WORK ITEM >> Retype, word for word, every line from the one holding "filename crates/reprov-core/src/sealing.rs" through the one holding "under the repository's" in the entries below, both included, and only those lines.

DATA EXTRACTS >>
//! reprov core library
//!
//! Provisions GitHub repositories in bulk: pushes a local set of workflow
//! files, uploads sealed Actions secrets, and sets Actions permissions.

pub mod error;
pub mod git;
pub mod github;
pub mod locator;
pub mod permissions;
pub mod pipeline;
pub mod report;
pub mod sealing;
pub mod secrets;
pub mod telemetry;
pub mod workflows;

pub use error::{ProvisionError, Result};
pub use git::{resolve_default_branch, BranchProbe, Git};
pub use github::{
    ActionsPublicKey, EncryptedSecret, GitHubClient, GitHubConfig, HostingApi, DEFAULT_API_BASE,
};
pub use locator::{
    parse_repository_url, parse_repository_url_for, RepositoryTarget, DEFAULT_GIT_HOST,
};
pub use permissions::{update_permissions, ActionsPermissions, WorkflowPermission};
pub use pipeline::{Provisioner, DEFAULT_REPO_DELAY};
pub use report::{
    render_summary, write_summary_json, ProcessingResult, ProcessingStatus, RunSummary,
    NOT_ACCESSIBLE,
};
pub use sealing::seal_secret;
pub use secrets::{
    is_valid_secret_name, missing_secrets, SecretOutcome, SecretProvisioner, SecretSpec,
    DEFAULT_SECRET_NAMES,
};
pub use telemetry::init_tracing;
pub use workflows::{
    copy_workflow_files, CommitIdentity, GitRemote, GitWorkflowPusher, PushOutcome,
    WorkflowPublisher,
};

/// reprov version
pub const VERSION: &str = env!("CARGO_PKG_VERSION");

--

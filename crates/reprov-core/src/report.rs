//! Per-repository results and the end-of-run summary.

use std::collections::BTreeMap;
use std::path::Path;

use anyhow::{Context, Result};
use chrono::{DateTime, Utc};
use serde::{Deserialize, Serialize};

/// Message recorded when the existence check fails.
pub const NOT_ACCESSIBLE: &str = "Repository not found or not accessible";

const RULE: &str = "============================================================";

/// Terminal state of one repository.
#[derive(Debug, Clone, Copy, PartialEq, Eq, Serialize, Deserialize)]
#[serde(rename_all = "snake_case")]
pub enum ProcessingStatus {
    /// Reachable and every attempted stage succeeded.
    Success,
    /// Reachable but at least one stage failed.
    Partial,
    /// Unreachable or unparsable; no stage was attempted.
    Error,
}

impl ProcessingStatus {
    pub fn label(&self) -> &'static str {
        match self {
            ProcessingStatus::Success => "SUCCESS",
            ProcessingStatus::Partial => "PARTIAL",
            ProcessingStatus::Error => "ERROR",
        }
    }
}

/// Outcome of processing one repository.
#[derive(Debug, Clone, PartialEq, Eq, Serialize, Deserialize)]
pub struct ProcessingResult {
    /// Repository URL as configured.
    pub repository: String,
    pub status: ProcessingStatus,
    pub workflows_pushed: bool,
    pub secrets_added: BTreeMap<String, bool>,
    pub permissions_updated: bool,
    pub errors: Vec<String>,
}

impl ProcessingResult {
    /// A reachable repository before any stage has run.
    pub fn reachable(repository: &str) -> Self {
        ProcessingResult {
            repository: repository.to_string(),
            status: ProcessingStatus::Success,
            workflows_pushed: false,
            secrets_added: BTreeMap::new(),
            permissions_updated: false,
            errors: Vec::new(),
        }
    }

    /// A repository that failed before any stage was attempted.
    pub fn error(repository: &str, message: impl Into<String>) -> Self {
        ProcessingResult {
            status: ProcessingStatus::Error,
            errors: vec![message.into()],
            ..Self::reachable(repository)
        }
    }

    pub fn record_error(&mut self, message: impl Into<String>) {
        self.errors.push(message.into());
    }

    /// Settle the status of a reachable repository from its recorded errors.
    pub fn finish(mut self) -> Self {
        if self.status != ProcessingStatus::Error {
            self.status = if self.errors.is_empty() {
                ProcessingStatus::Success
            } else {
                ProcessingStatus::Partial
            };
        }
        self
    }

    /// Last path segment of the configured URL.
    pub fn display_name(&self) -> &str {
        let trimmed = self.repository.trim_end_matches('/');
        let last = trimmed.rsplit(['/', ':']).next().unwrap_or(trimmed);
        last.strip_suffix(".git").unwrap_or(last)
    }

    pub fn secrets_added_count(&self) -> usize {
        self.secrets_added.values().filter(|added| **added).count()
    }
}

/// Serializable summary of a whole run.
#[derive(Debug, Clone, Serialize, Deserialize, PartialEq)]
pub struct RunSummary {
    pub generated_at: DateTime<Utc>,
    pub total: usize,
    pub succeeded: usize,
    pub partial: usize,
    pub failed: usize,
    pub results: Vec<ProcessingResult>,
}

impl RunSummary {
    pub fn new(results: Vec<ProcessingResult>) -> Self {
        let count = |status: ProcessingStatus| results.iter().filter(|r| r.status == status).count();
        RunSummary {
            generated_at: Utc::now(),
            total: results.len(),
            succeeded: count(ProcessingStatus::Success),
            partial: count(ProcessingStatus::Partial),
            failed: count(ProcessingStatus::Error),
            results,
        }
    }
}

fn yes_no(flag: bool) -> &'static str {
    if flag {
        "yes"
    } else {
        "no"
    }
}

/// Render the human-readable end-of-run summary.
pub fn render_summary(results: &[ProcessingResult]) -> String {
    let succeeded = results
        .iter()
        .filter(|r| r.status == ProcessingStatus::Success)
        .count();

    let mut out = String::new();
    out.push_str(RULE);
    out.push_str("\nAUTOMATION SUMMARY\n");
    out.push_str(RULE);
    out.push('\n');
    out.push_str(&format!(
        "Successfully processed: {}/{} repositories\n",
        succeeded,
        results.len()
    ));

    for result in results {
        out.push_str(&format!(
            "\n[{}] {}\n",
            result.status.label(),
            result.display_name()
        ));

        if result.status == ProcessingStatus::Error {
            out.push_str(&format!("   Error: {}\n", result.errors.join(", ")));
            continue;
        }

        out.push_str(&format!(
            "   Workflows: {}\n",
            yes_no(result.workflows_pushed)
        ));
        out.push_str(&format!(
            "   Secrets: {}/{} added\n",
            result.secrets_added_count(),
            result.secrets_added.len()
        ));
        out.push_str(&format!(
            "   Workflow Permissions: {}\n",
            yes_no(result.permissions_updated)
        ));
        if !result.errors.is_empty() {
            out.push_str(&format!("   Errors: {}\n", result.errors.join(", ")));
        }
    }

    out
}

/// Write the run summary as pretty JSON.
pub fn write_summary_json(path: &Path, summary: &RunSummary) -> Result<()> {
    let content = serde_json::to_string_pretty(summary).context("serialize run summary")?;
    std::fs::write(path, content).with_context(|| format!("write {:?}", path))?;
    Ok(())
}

---

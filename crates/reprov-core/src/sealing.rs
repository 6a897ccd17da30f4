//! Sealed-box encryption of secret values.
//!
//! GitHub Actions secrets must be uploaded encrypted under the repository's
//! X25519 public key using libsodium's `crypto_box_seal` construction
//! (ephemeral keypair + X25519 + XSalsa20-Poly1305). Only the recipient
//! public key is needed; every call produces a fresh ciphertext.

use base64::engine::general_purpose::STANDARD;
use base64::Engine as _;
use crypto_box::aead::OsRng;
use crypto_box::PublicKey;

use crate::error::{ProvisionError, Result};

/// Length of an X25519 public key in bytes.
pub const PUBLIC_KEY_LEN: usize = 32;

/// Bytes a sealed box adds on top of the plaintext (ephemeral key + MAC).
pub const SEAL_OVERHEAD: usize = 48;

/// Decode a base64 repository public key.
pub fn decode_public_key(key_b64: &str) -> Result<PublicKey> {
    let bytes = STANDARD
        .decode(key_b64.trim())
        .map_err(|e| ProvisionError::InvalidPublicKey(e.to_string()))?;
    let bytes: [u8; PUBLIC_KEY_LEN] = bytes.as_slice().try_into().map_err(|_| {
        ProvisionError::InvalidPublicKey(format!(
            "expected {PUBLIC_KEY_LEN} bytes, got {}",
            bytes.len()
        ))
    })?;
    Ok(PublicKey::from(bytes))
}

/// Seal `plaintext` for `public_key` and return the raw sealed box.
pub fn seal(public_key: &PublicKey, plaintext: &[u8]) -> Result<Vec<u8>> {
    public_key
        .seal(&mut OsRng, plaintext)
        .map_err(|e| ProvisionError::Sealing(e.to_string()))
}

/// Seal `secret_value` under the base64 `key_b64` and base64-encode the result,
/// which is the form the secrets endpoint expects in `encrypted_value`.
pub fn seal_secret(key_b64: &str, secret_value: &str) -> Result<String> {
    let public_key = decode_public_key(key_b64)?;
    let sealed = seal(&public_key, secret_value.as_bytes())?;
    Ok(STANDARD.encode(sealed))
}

ANSWER SECTION >>
filename crates/reprov-core/src/sealing.rs
repository 6a897ccd17da30f4
//! Sealed-box encryption of secret values.
//!
//! GitHub Actions secrets must be uploaded encrypted under the repository's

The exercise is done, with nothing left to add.